In that case, shouldn't it evaluate to $\frac{R^n}{n!} \le \frac{C}{n} $ where $C$ equals $\dfrac{R^{M+1}}{M!}$ instead of $\frac{R^n}{n!} \le \frac{CR}{n} $ ?

 

[Deveno]

In that case, shouldn't it evaluate to $\frac{R^n}{n!} \le \frac{C}{n} $ where $C$ equals $\dfrac{R^{M+1}}{M!}$ instead of $\frac{R^n}{n!} \le \frac{CR}{n} $ ?

Oops, it looks like I lumped too many $R$'s together (or I missed the $R$ in the numerator in the original problem).

So yes, we can take $C = \dfrac{R^M}{M!}$, and obtain $\dfrac{R^n}{n!} \leq C\dfrac{R}{n}$

It's not really going to matter, as soon as $n$ gets much larger than $CR$ (which is *still* a constant, so $n$ *will* get bigger eventually, because the reals are an Archimedean field), the ratio $\dfrac{CR}{n}$ is going to (eventually) get very small;

(for an official "epsilon" proof, you would take $n >> \dfrac{CR}{\epsilon}$ so that:

$\dfrac{R^n}{n!} \leq \dfrac{CR}{n} < (CR)\dfrac{\epsilon}{CR} = \epsilon$), which would show the limit is (rigorously) zero.
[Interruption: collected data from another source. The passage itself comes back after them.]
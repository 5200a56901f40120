//! Process-wide log subscriber setup.
//!
//! Library code only emits events; the process entry point calls [`init`]
//! once. `log` records from dependencies are bridged into `tracing`.

use thiserror::Error;
use tracing_subscriber::layer::SubscriberExt;
use tracing_subscriber::{fmt, EnvFilter};

#[derive(Error, Debug)]
pub enum LoggingError {
    #[error("Logging is already initialized: {0}")]
    AlreadyInitialized(String),

    #[error("Invalid log filter '{directive}': {reason}")]
    InvalidFilter { directive: String, reason: String },
}

/// Output format of log lines.
#[derive(Debug, Clone, Copy, PartialEq, Eq, Default)]
pub enum LogFormat {
    #[default]
    Text,
    Json,
}

/// Filter directive used when `RUST_LOG` is unset.
pub fn default_directive(verbosity: u8) -> &'static str {
    match verbosity {
        0 => "ai_content=info",
        1 => "ai_content=debug",
        _ => "ai_content=trace",
    }
}

/// `RUST_LOG` if set and valid, otherwise the verbosity default.
pub fn filter_for(verbosity: u8) -> Result<EnvFilter, LoggingError> {
    if let Ok(filter) = EnvFilter::try_from_default_env() {
        return Ok(filter);
    }
    let directive = default_directive(verbosity);
    EnvFilter::try_new(directive).map_err(|e| LoggingError::InvalidFilter {
        directive: directive.to_string(),
        reason: e.to_string(),
    })
}

/// Installs a text subscriber. See [`init_with_format`].
pub fn init(verbosity: u8) -> Result<(), LoggingError> {
    init_with_format(verbosity, LogFormat::Text)
}

/// Installs the global subscriber and the `log` bridge.
///
/// Fails instead of panicking when a subscriber is already installed.
pub fn init_with_format(verbosity: u8, format: LogFormat) -> Result<(), LoggingError> {
    let filter = filter_for(verbosity)?;
    let registry = tracing_subscriber::registry().with(filter);

    let installed = match format {
        LogFormat::Text => {
            tracing::subscriber::set_global_default(registry.with(fmt::layer().with_target(false)))
        }
        LogFormat::Json => tracing::subscriber::set_global_default(registry.with(fmt::layer().json())),
    };
    installed.map_err(|e| LoggingError::AlreadyInitialized(e.to_string()))?;

    tracing_log::LogTracer::init().map_err(|e| LoggingError::AlreadyInitialized(e.to_string()))?;

    tracing::debug!(verbosity, ?format, "Logging initialized");
    Ok(())
}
The thing to realize here, is that no matter how big a constant $R$ is, we can't exponentiate such an $R$ fast enough to overtake the factorial (factorials grow very fast), although for large values of $R$, the numerator may start growing faster "at first" (that why we need to be clever about picking $M$).

Sorry about the mix-up (can I blame my cell phone? No? How about Alzheimer's?).